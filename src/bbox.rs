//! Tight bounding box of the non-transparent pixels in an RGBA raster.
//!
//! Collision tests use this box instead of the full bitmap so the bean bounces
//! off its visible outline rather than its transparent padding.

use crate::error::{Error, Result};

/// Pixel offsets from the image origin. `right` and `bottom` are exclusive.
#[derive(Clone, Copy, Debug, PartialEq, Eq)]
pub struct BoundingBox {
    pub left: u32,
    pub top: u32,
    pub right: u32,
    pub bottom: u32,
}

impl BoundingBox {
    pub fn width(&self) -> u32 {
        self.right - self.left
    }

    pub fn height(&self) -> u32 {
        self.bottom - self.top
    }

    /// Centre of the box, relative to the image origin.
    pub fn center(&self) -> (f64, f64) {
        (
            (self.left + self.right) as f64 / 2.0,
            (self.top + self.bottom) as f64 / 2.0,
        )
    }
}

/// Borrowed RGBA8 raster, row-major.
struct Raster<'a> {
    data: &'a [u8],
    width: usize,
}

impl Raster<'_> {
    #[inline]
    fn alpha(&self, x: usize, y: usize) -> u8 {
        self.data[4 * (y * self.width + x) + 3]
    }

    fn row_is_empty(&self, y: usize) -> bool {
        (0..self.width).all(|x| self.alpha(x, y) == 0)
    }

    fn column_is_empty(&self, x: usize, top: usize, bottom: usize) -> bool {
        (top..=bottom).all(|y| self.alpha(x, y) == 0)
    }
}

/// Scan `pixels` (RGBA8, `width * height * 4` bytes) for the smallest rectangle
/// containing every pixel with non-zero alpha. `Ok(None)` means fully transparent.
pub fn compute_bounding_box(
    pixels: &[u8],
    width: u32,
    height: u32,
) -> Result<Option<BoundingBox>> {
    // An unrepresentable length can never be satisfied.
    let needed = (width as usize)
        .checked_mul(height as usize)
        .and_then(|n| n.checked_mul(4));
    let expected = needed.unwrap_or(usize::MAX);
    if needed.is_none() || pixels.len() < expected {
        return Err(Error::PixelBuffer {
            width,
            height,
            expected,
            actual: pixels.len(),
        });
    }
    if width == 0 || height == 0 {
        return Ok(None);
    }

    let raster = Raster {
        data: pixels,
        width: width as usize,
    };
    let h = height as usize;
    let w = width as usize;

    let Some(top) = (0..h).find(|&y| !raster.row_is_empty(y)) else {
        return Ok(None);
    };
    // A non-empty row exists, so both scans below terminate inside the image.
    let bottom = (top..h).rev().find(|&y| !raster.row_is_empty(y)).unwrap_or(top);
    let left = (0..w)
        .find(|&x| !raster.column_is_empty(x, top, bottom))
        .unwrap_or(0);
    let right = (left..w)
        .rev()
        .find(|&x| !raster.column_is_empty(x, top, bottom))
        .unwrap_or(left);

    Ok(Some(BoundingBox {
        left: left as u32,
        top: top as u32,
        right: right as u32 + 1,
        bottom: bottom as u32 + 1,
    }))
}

********************

### PROBLEM REQUIREMENTS
Wherever the word "struct" occurs in the data, copy that whole line.

### ANSWER BOX
pub struct BoundingBox {
struct Raster<'a> {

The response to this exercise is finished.